All subjects were members of the teams playing in the First Croatian Junior League. In this league, there are 12 clubs, and each club has about 25 players in the team. Because this study was financed by the Croatian Football Federation, all players were at our disposal. Only 8 clubs had all the necessary facilities and equipment to participate in this study. We then divided these 8 clubs randomly into 2 groups-the EG and the CG, each consisting of 100 players. But, for the players to be tested at the end of the study (final testing), they had to have completed 75% of the entire training process and they ought to have played 85% of all official matches. Only 100 players (50 from the experimental and 50 from CG) were able to match these criteria. All the subjects were familiar with the SAQ training.
The study was approved by the Ethics Committee of the Faculty of Kinesiology, University of Zagreb. To be included in the investigation, each subject provided a written informed consent in accordance with the Helsinki Declaration. The participants were aware that they could withdraw from the study at any time.
Goalkeepers were excluded from the investigation following their morphological characteristics and motor ability differences (5,28). For field players to be included in this study, the following requirements were set-minimal number of games played during the past season was set at 20 (friendly or championship games), minimal attendance of 75% of training sessions in the past season, minimum of 7 years of soccer experience, minimum of 6 weeks of preseason period, and a similar beginning of the preseason training in all 8 clubs. The training regimen was composed of minimum 3 SAQ training sessions a week in compliance with the SAQ program (Figure 1, Table 4) for the EG. Each training session had the strength training and the conditioning part and the technical-tactical part. Also, a game was played each week as a part of the in-season period schedule. The mean (SD) age, height and body mass for the EG was 19 years, 174.78 (5.74) cm and 67.83 (3.37) kg, respectively, vs. 19 years, 175.09 (5.29) cm, and 68.18 (4.08) kg, respectively, for the CG.
The initial testing took place before the beginning of the in-season period (end of preseason), whereas the final testing was performed after 8 weeks of intervention with the SAQ training method. To prevent unnecessary fatigue accumulation, the players and coaches were instructed to avoid intense exercise for a 24-hour period before each testing session. Also, before each testing, the subjects performed a standard 25-minute warm-up. During testing, the air temperature ranged from 22 to 27°C. The testing always commenced at 10 am and was completed by 1 pm. The physical load at given intensities was monitored by heart rate monitors. All sprint tests were performed on a grass sports field, and the players wore soccer shoes to replicate the playing conditions.

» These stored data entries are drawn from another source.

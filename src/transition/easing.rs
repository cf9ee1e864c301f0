//! Progress and easing curves for transition playback.

use std::time::Duration;

/// Linear progress of `elapsed` through `duration`, clamped to `[0, 1]`.
///
/// A zero-length duration is complete immediately.
pub fn progress(elapsed: Duration, duration: Duration) -> f64 {
    if duration.is_zero() {
        return 1.0;
    }
    (elapsed.as_secs_f64() / duration.as_secs_f64()).clamp(0.0, 1.0)
}

/// Cubic ease-in-out: `4t^3` below the midpoint, `1 - ((-2t+2)^3)/2` above.
///
/// Input is expected in `[0, 1]`; the output stays in `[0, 1]` with
/// `e(0) = 0`, `e(0.5) = 0.5`, `e(1) = 1`.
pub fn ease_in_out_cubic(t: f64) -> f64 {
    if t < 0.5 {
        4.0 * t * t * t
    } else {
        1.0 - ((-2.0 * t + 2.0).powi(3)) / 2.0
    }
}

The sprints over 5, 10, 20, and 30 m (SP5, SP10, SP20, and SP30, respectively) were performed from a standing start and measured by means of infrared photocells using a telemetric system (RS Sport, Zagreb, Croatia). Time was recorded in 100ths of a second, and the average value from 3 sprint attempts was taken into consideration as a final result.
Four Bosco Jump tests were used to assess muscle power of leg extensor muscles (Kistler, Quattro Jump force platform, Winterthur, Switzerland). The players had 2 preparatory measurements. An average of 3 measurements was used to represent the final result in the SJ, CMJ, maximal CMJ (MAX), and continuous jumps with legs extended (CJS).
During the investigation (8 weeks of the in-season period), the CG performed the traditional in-season training regimen, whereas the EG had an intervention with the SAQ training program. Also, the EG was required to perform 3 SAQ training sessions a week, on Monday, Wednesday, and Thursday. Thus, the program entailed, among others, 24 SAQ workouts, whereas the CG covered approximately the same volume of regular training. We considered that there was no difference in the training volume that would represent an important factor when comparing the effects of these 2 groups. Each SAQ session followed detailed components of training during the 8-week period (Figure 1).
The Kolmogorov-Smirnov test showed that data were normally distributed. The statistical power was 0.95, and the effect size was medium (r = 0.52). Interclass correlation coefficient (ICCRs) for all variables ranged from 0.66 to 0.85.
Results from other tests showed that the EG values improved compared with those of the CG but not enough for this improvement to be significant. The CG remained at the initial test result values or even aggravated their performance in the measured tests.
Furthermore, elite players are mostly characterized by reaction ability in the distances ranging from 5 to 10 m (25). Overall power performance is used in both attack and defense when goals are scored or defended. Similar studies found that a general distinction between the elite-level and less elite-level soccer performance is in the high-intensity running during a game, which in turn involves more sprints over shorter distances and faster reactions. Also, during a match, the overall distance covered ranging from 500 to 600 m comes from sprint actions (26), which happen every 90 seconds (27). The facts presented are in relation with this study and the results that show the improvement in tests that estimate quickness (SP5) and acceleration (SP10) of elite soccer players. Krustrup et al. (16) placed power performance parameters in direct dependency to soccer success and thus emphasized the importance of the SAQ training method as such. Furthermore, recent studies showed that jump test performance is also related to team success (1), whereas vertical jump height is related to short sprint performance (7,30).